Problem to solve
Line count for the string "SerialDevice" in the records below: report that figure and nothing else.

++++ Supplied records ++++

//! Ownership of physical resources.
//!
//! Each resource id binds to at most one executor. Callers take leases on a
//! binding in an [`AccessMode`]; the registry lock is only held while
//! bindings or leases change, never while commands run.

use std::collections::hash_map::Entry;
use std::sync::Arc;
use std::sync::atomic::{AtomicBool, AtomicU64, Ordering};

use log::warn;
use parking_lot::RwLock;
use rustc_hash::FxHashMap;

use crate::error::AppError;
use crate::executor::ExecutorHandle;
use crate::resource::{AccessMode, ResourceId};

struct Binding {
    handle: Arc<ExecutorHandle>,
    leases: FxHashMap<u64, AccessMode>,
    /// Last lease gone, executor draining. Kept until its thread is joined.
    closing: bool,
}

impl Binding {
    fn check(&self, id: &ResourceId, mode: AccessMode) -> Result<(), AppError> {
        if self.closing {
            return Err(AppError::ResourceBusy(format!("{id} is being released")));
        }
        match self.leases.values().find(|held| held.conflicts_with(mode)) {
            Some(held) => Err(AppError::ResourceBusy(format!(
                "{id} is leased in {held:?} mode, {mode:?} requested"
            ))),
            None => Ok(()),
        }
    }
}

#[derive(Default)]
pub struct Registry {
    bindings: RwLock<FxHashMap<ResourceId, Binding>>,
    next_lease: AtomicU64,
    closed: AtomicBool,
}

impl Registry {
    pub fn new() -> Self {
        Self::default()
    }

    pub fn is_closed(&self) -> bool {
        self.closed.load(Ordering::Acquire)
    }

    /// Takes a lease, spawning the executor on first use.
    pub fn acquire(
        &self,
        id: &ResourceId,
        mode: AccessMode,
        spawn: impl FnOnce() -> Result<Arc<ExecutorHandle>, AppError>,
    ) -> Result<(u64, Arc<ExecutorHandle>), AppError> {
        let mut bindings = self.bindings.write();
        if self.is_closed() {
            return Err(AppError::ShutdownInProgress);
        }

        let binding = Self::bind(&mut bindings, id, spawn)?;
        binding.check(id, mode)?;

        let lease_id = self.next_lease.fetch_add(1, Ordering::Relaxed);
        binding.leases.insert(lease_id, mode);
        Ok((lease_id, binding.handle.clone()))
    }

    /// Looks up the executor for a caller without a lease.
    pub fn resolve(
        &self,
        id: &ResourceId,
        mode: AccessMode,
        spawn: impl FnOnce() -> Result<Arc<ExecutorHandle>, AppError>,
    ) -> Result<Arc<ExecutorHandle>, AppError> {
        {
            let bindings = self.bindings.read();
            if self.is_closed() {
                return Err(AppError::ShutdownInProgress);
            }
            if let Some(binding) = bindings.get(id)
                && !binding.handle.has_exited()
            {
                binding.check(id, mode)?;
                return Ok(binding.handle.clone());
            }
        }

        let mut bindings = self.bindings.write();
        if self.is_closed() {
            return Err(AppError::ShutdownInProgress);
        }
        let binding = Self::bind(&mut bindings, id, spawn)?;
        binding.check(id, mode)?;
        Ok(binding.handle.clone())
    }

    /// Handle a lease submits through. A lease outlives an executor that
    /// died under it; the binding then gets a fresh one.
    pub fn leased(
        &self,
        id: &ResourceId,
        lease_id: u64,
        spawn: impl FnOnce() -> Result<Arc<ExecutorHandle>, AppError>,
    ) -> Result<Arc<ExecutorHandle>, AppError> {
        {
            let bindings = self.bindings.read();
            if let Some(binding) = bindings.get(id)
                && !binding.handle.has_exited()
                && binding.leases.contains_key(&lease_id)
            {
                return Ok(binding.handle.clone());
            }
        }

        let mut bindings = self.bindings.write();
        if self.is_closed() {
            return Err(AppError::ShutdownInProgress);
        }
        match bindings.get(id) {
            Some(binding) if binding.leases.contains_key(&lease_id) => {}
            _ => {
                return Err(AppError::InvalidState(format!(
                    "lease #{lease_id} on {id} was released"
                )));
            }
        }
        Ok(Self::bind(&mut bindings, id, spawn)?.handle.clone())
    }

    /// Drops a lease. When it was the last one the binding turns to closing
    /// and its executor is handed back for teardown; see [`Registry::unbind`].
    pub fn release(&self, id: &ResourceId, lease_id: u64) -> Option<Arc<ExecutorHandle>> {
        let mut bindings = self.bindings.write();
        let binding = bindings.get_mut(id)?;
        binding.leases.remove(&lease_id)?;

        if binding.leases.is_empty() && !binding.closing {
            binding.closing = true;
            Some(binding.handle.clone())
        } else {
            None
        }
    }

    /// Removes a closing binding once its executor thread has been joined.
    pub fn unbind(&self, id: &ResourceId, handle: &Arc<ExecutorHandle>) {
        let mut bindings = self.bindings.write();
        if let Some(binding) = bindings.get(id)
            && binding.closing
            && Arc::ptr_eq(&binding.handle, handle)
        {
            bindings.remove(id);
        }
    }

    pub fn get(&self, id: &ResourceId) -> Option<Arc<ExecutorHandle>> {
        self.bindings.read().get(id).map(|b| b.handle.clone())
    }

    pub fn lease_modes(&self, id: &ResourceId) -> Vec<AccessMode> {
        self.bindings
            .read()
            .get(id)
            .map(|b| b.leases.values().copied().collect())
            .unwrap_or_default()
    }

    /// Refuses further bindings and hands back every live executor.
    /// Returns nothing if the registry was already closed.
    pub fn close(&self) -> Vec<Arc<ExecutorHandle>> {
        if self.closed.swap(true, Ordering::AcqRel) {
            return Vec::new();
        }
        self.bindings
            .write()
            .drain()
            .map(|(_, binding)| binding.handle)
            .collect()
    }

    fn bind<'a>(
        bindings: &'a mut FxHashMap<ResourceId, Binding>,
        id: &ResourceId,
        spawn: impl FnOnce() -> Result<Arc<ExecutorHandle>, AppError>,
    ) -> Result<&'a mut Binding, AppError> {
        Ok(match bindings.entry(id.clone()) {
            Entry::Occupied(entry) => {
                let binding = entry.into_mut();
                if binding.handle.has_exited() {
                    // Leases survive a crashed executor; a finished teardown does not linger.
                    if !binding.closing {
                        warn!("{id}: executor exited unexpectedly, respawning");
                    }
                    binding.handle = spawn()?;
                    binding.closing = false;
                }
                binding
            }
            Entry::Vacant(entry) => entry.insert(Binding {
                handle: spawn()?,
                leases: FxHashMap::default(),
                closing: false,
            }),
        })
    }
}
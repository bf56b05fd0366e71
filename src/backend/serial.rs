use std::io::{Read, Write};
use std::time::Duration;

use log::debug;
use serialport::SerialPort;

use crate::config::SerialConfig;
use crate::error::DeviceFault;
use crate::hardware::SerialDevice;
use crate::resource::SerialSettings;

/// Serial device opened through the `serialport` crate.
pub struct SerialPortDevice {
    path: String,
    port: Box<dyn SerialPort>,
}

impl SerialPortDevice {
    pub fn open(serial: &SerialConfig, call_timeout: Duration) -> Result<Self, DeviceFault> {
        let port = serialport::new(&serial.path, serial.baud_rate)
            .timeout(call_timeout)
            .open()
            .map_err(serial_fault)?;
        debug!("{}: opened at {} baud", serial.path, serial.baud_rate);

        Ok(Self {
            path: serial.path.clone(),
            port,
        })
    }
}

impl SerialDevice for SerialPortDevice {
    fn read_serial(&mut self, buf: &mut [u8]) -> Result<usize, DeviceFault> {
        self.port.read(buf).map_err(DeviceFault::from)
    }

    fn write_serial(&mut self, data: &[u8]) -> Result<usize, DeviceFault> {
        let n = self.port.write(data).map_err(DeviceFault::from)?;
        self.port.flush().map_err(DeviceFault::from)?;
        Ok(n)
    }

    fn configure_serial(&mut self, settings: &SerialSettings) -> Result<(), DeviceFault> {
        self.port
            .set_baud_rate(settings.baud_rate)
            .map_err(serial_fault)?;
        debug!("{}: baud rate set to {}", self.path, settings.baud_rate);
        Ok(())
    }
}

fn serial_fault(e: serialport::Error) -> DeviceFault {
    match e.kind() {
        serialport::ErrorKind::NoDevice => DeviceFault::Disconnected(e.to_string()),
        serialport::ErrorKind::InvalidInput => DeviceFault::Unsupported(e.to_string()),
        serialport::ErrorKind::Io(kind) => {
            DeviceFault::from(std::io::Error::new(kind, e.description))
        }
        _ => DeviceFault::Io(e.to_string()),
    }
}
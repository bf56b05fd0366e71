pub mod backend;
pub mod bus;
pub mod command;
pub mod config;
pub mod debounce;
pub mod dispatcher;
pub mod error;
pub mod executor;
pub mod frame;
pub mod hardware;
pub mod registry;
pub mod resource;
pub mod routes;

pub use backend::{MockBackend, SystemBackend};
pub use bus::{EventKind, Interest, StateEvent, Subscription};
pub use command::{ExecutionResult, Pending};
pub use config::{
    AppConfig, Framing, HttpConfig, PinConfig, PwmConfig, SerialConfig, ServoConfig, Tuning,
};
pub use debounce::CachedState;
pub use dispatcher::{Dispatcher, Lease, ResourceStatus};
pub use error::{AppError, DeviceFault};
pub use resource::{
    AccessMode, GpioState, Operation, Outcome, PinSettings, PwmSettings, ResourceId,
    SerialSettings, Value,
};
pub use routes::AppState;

++++

Completed task
2